I’ve been reveling in my newfound capability to trust Max. I’ve even been practicing my sitting trot while letting him just trot. He’s living up to my trust, giving me his gentle and honest best effort to stay steady while I bounce and slide around his back. I’m facing the truth that I don’t have to be in his face, telling him with my voice that it’s okay to go forward, while my hands yell at him that I actually want him to somehow give me the joy of movement while providing the security of being completely still.

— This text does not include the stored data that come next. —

use super::codec::*;
use super::*;
use crate::error::ChannelError;
use crate::events::{ClipcastEvent, EventBus, EventFilter, EventReceiver};
use crate::overlay::{DetectionEvent, MapOverlay, MarkerLayer};
use crate::upload::JobBoard;
use serde_json::json;
use std::sync::Arc;
use std::time::Duration;
use tokio::time::timeout;

struct Harness {
    channel: RealtimeProgressChannel,
    scripted: ScriptedChannel,
    board: JobBoard,
    layer: MarkerLayer,
    event_bus: Arc<EventBus>,
}

fn create_harness() -> Harness {
    let scripted = ScriptedChannel::new();
    let board = JobBoard::new();
    let layer = MarkerLayer::new();
    let event_bus = Arc::new(EventBus::new(256));
    let overlay = Arc::new(MapOverlay::new(Arc::new(layer.clone()), None));
    let channel = RealtimeProgressChannel::new(
        Arc::new(scripted.clone()),
        board.clone(),
        overlay,
        Arc::clone(&event_bus),
    );
    Harness {
        channel,
        scripted,
        board,
        layer,
        event_bus,
    }
}

async fn next_event(receiver: &mut EventReceiver) -> ClipcastEvent {
    timeout(Duration::from_secs(5), receiver.recv())
        .await
        .expect("timed out waiting for event")
        .unwrap()
}

fn update(job_id: Option<&str>, progress: Option<f64>) -> ChannelMessage {
    ChannelMessage::ProcessingUpdate {
        job_id: job_id.map(str::to_string),
        progress,
    }
}

#[test]
fn test_decode_engine_packets() {
    let open = decode_engine(r#"0{"sid":"abc","upgrades":[],"pingInterval":25000,"pingTimeout":20000}"#)
        .unwrap();
    match open {
        EnginePacket::Open(handshake) => {
            assert_eq!(handshake.sid, "abc");
            assert_eq!(handshake.ping_interval, 25000);
            assert_eq!(handshake.ping_timeout, 20000);
        }
        other => panic!("Expected open, got {:?}", other),
    }

    assert_eq!(decode_engine("2").unwrap(), EnginePacket::Ping(String::new()));
    assert_eq!(decode_engine("6").unwrap(), EnginePacket::Noop);
    assert_eq!(
        decode_engine("40").unwrap(),
        EnginePacket::Message("0".to_string())
    );
    assert!(decode_engine("").is_err());
    assert!(decode_engine("9").is_err());
}

#[test]
fn test_decode_socket_event() {
    let packet = decode_socket(r#"2["processingUpdate",{"progress":40}]"#).unwrap();
    assert_eq!(
        packet,
        SocketPacket::Event {
            namespace: "/".to_string(),
            ack: None,
            name: "processingUpdate".to_string(),
            args: vec![json!({"progress": 40})],
        }
    );

    let packet = decode_socket(r#"2/jobs,17["detectionData",{"objects":[]}]"#).unwrap();
    match packet {
        SocketPacket::Event {
            namespace,
            ack,
            name,
            ..
        } => {
            assert_eq!(namespace, "/jobs");
            assert_eq!(ack, Some(17));
            assert_eq!(name, "detectionData");
        }
        other => panic!("Expected event, got {:?}", other),
    }
}

#[test]
fn test_decode_socket_connect_and_errors() {
    assert_eq!(
        decode_socket(r#"0{"sid":"xyz"}"#).unwrap(),
        SocketPacket::Connect {
            namespace: "/".to_string(),
            data: Some(json!({"sid": "xyz"})),
        }
    );
    assert!(matches!(
        decode_socket(r#"4{"message":"nope"}"#).unwrap(),
        SocketPacket::ConnectError { .. }
    ));
    assert!(decode_socket("2{}").is_err());
    assert!(decode_socket("2[42]").is_err());
    assert!(decode_socket(r#"51-["upload",{"_placeholder":true,"num":0}]"#).is_err());
    assert!(decode_socket(r#"2["unterminated""#).is_err());
}

#[test]
fn test_encode_frames() {
    assert_eq!(encode_message(&SocketPacket::connect_root()), "40");
    assert_eq!(encode_engine(&EnginePacket::Pong(String::new())), "3");
    assert_eq!(
        encode_message(&SocketPacket::event("processingUpdate", json!({"progress": 50}))),
        r#"42["processingUpdate",{"progress":50}]"#
    );
    assert_eq!(
        encode_socket(&SocketPacket::Disconnect {
            namespace: "/jobs".to_string()
        }),
        "1/jobs,"
    );

    let packet = SocketPacket::Event {
        namespace: "/jobs".to_string(),
        ack: Some(3),
        name: "detectionData".to_string(),
        args: vec![json!({"objects": []})],
    };
    assert_eq!(decode_socket(&encode_socket(&packet)).unwrap(), packet);
}

#[test]
fn test_message_from_event() {
    let message =
        ChannelMessage::from_event(PROCESSING_UPDATE, &[json!({"progress": 0, "jobId": "j1"})])
            .unwrap()
            .unwrap();
    assert_eq!(message, update(Some("j1"), Some(0.0)));

    let message = ChannelMessage::from_event(PROCESSING_UPDATE, &[json!({"stage": "decode"})])
        .unwrap()
        .unwrap();
    assert_eq!(message, update(None, None));

    let message = ChannelMessage::from_event(PROCESSING_UPDATE, &[json!({"progress": "50"})])
        .unwrap()
        .unwrap();
    assert_eq!(message, update(None, None));

    let message = ChannelMessage::from_event(
        DETECTION_DATA,
        &[json!({"objects": [{"label": "car", "lat": 1.5, "lng": 2.5}]})],
    )
    .unwrap()
    .unwrap();
    assert_eq!(
        message,
        ChannelMessage::DetectionData {
            job_id: None,
            objects: vec![DetectionEvent::new("car", 1.5, 2.5)],
        }
    );

    assert!(ChannelMessage::from_event(DETECTION_DATA, &[json!({"items": []})]).is_err());
    assert!(ChannelMessage::from_event("chat", &[json!("hi")]).unwrap().is_none());
}

#[test]
fn test_message_payload_round_trips_through_wire_names() {
    let message = ChannelMessage::DetectionData {
        job_id: Some("j9".to_string()),
        objects: vec![DetectionEvent::new("bike", 3.0, 4.0)],
    };
    assert_eq!(
        message.payload(),
        json!({"jobId": "j9", "objects": [{"label": "bike", "lat": 3.0, "lng": 4.0}]})
    );
    assert_eq!(message.event_name(), DETECTION_DATA);
}

#[test]
fn test_websocket_url() {
    let url = websocket_url("http://localhost:5000", "/socket.io/").unwrap();
    assert_eq!(
        url.as_str(),
        "ws://localhost:5000/socket.io/?EIO=4&transport=websocket"
    );
    let url = websocket_url("https://media.example.com/base", "/socket.io/").unwrap();
    assert_eq!(url.scheme(), "wss");
    assert!(websocket_url("ftp://example.com", "/socket.io/").is_err());
    assert!(websocket_url("not a url", "/socket.io/").is_err());
}

#[tokio::test]
async fn test_processing_update_applies_to_active_job() {
    let mut harness = create_harness();
    let job = harness.board.register("clip.mp4", 100);
    let mut progress = harness.event_bus.subscribe_filtered(
        EventFilter::EventTypes(vec!["processing_progress"]),
        "progress",
    );

    harness.channel.connect().await.unwrap();
    assert!(harness.channel.is_connected());

    harness.scripted.inject(update(None, Some(0.0)));
    harness.scripted.inject(update(None, None));
    harness.scripted.inject(update(None, Some(45.0)));

    match next_event(&mut progress).await {
        ClipcastEvent::ProcessingProgress { job_id, percent } => {
            assert_eq!(job_id, job.id.to_string());
            assert_eq!(percent, 0.0);
        }
        other => panic!("Unexpected event {:?}", other),
    }
    match next_event(&mut progress).await {
        ClipcastEvent::ProcessingProgress { percent, .. } => assert_eq!(percent, 45.0),
        other => panic!("Unexpected event {:?}", other),
    }
    assert_eq!(
        harness.board.get(&job.id).unwrap().processing_progress,
        Some(45.0)
    );
}

#[tokio::test]
async fn test_update_with_job_id_targets_that_job() {
    let mut harness = create_harness();
    let first = harness.board.register("a.mp4", 100);
    let second = harness.board.register("b.mp4", 100);
    let mut progress = harness.event_bus.subscribe_filtered(
        EventFilter::EventTypes(vec!["processing_progress"]),
        "progress",
    );

    harness.channel.connect().await.unwrap();
    harness
        .scripted
        .inject(update(Some(first.id.as_str()), Some(80.0)));

    let event = next_event(&mut progress).await;
    assert_eq!(event.job_id(), Some(first.id.as_str()));
    assert_eq!(harness.board.get(&first.id).unwrap().processing_progress, Some(80.0));
    assert_eq!(harness.board.get(&second.id).unwrap().processing_progress, None);
}

#[tokio::test]
async fn test_detections_reach_overlay_in_order() {
    let mut harness = create_harness();
    let job = harness.board.register("clip.mp4", 100);
    let mut detections = harness.event_bus.subscribe_filtered(
        EventFilter::EventTypes(vec!["detections_received"]),
        "detections",
    );

    harness.channel.connect().await.unwrap();
    harness.scripted.inject(ChannelMessage::DetectionData {
        job_id: None,
        objects: vec![DetectionEvent::new("car", 1.0, 1.0)],
    });
    harness.scripted.inject(ChannelMessage::DetectionData {
        job_id: None,
        objects: vec![
            DetectionEvent::new("person", 2.0, 2.0),
            DetectionEvent::new("dog", 3.0, 3.0),
        ],
    });

    let mut counts = Vec::new();
    for _ in 0..2 {
        match next_event(&mut detections).await {
            ClipcastEvent::DetectionsReceived { count, .. } => counts.push(count),
            other => panic!("Unexpected event {:?}", other),
        }
    }
    assert_eq!(counts, vec![1, 2]);

    let popups: Vec<String> = harness.layer.markers().into_iter().map(|m| m.popup).collect();
    assert_eq!(
        popups,
        vec!["Detected: car", "Detected: person", "Detected: dog"]
    );
    assert_eq!(harness.board.get(&job.id).unwrap().processing_progress, None);
}

#[tokio::test]
async fn test_malformed_message_is_dropped() {
    let mut harness = create_harness();
    let job = harness.board.register("clip.mp4", 100);
    let mut progress = harness.event_bus.subscribe_filtered(
        EventFilter::EventTypes(vec!["processing_progress"]),
        "progress",
    );

    harness.channel.connect().await.unwrap();
    harness.scripted.inject_malformed("truncated frame");
    harness.scripted.inject(update(None, Some(10.0)));

    next_event(&mut progress).await;
    assert!(harness.channel.is_connected());
    assert_eq!(harness.board.get(&job.id).unwrap().processing_progress, Some(10.0));
}

#[tokio::test]
async fn test_disconnect_is_idempotent_and_stops_dispatch() {
    let mut harness = create_harness();
    let job = harness.board.register("clip.mp4", 100);
    let mut status = harness.event_bus.subscribe_filtered(
        EventFilter::EventTypes(vec!["channel_status_changed"]),
        "status",
    );

    harness.channel.connect().await.unwrap();
    assert!(matches!(
        next_event(&mut status).await,
        ClipcastEvent::ChannelStatusChanged { connected: true }
    ));

    assert!(harness.channel.disconnect());
    assert!(!harness.channel.disconnect());
    assert!(!harness.channel.is_connected());

    assert!(matches!(
        next_event(&mut status).await,
        ClipcastEvent::ChannelStatusChanged { connected: false }
    ));
    assert_eq!(harness.scripted.open_connections(), 0);
    assert_eq!(harness.scripted.inject(update(None, Some(90.0))), 0);
    assert_eq!(harness.board.get(&job.id).unwrap().processing_progress, None);
}

#[tokio::test]
async fn test_reconnect_after_server_hang_up() {
    let mut harness = create_harness();
    let mut status = harness.event_bus.subscribe_filtered(
        EventFilter::EventTypes(vec!["channel_status_changed"]),
        "status",
    );

    harness.channel.connect().await.unwrap();
    next_event(&mut status).await;

    harness.scripted.hang_up();
    assert!(matches!(
        next_event(&mut status).await,
        ClipcastEvent::ChannelStatusChanged { connected: false }
    ));
    assert!(!harness.channel.is_connected());

    harness.channel.connect().await.unwrap();
    assert!(harness.channel.is_connected());
    assert_eq!(harness.scripted.connects(), 2);
}

#[tokio::test]
async fn test_connect_failure_is_reported() {
    let mut harness = create_harness();
    harness.scripted.refuse("service offline");

    match harness.channel.connect().await {
        Err(ChannelError::ConnectFailed { details, .. }) => assert_eq!(details, "service offline"),
        other => panic!("Expected ConnectFailed, got {:?}", other),
    }
    assert!(!harness.channel.is_connected());
}

#[tokio::test]
async fn test_connect_twice_keeps_one_connection() {
    let mut harness = create_harness();
    harness.channel.connect().await.unwrap();
    harness.channel.connect().await.unwrap();
    assert_eq!(harness.scripted.connects(), 1);
    harness.channel.shutdown().await;
    assert_eq!(harness.scripted.open_connections(), 0);
}
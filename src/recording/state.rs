use super::clock::ElapsedClock;
use bytes::Bytes;
use parking_lot::Mutex;
use serde::{Deserialize, Serialize};
use std::fmt;
use std::sync::Arc;

/// Phase of the recording state machine
#[derive(Debug, Clone, Copy, PartialEq, Eq, Serialize, Deserialize, Default)]
#[serde(rename_all = "lowercase")]
pub enum RecordingPhase {
    /// No recording in progress
    #[default]
    Idle,
    /// Accumulating chunks, clock running
    Recording,
    /// Accumulation and clock suspended
    Paused,
    /// Finalizing; passes straight back to Idle
    Stopped,
}

impl fmt::Display for RecordingPhase {
    fn fmt(&self, f: &mut fmt::Formatter<'_>) -> fmt::Result {
        f.write_str(match self {
            RecordingPhase::Idle => "idle",
            RecordingPhase::Recording => "recording",
            RecordingPhase::Paused => "paused",
            RecordingPhase::Stopped => "stopped",
        })
    }
}

/// Operations a user can request of the recorder
#[derive(Debug, Clone, Copy, PartialEq, Eq, Serialize, Deserialize)]
#[serde(rename_all = "snake_case")]
pub enum RecordingAction {
    Start,
    Pause,
    Resume,
    Stop,
    SwitchCamera,
}

impl fmt::Display for RecordingAction {
    fn fmt(&self, f: &mut fmt::Formatter<'_>) -> fmt::Result {
        f.write_str(match self {
            RecordingAction::Start => "start",
            RecordingAction::Pause => "pause",
            RecordingAction::Resume => "resume",
            RecordingAction::Stop => "stop",
            RecordingAction::SwitchCamera => "switch camera",
        })
    }
}

/// Transition table. `None` marks an illegal transition.
///
/// Stop from Idle is a no-op rather than an error and maps to Idle. Switching
/// camera is only allowed while no recording is open.
pub fn transition(phase: RecordingPhase, action: RecordingAction) -> Option<RecordingPhase> {
    use RecordingAction::*;
    use RecordingPhase::*;

    match (phase, action) {
        (Idle, Start) => Some(Recording),
        (Recording, Pause) => Some(Paused),
        (Paused, Resume) => Some(Recording),
        (Recording, Stop) | (Paused, Stop) => Some(Stopped),
        (Idle, Stop) => Some(Idle),
        (Idle, SwitchCamera) => Some(Idle),
        _ => None,
    }
}

/// Mutable state of one recording, owned by the controller
#[derive(Debug, Default)]
pub struct RecordingState {
    pub(super) phase: RecordingPhase,
    pub(super) clock: Arc<Mutex<ElapsedClock>>,
    pub(super) chunks: Vec<Bytes>,
}

impl RecordingState {
    pub fn phase(&self) -> RecordingPhase {
        self.phase
    }

    pub fn elapsed_seconds(&self) -> u64 {
        self.clock.lock().elapsed_seconds()
    }

    pub fn chunk_count(&self) -> usize {
        self.chunks.len()
    }

    pub fn byte_count(&self) -> usize {
        self.chunks.iter().map(Bytes::len).sum()
    }

    pub(super) fn clear(&mut self) {
        self.chunks.clear();
        self.clock.lock().reset();
    }
}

I’m having a harder time trusting myself. The more closely I realize just how much I trust Max, the more I realize that my lack of self-trust is the actual problem. He’s a horse, a prey animal that lives in a reactive mindset. I’m a human, and my brain is an overthought and tangled web of what if’s.
I’ve been working on trotting Max over poles. I point him at a pole and immediately start over-reacting in anticipation of the possibility that he might over-react. What if he doesn’t just step over the pole? What if he jumps over the pole? What if he darts off to the side? What if he breaks into a canter, which turns into a gallop, which turns into me in the dirt?
He steps over the pole, and I praise him. Am I telling him that he is a good boy, or am I really patting myself on the back for having worked through my fear? Maybe both.
Besides working through my fear of what-ifs, what did I really learn from that exercise? Did I learn to anticipate that Max will more often than not just step over the pole? Did I come one pole closer to complacency?
Riding is an ever-evolving exercise in pushing boundaries. Trotting becomes cantering. Cantering becomes galloping. Poles become jumps. Arenas become open fields and winding trails. The training wheels come off and are replaced by jet packs.
I’m going to put us in situations where the odds swing against Max’s reaction being predictable. That’s the goal. I won’t do it because I want to be dangerous. I’ll do it because I want to grow as a human. I want him to grow as a horse.
How do I learn to compliment his reactive instinct? Say we go over a pole, but instead of stepping over it, he jumps and takes off running? What am I going to do? Will I be stunned and have no skills at the ready to be his rock that he can turn to for guidance and confidence? Right now, that’s where I see myself. That’s what I’m scared of. When he needs me, I’m going to let him down. I’m going to do what I’ve always done and bail out of the saddle while he is left to race around with flapping reins and figure out what to do on his own.
Because I’m a thinking person, I can only trust the skillset that I have developed. To trust me more, I need a higher skill set. I need more fitness. I need more experience. I need to expand my boundaries to include riding faster, jumping higher (at all), losing and regaining balance in the saddle, and accepting that I could fall off and have to get back on.
Ultimately, I’m learning that the feeling of trust is complicated. It takes experience and hard work to develop. I have to do things that I don’t trust to gain mastery that I can trust. I have to be uncomfortable until it’s comfortable. Even after all that, trust won’t guarantee safety.
I want to trust myself to be a rider that Max can trust. Breaking down that goal — I want to trust myself. I want Max to be able to trust me. When Max doesn’t just take an obstacle in stride, I want to trust myself to adjust and keep riding.
Now I just have to actually do all of that.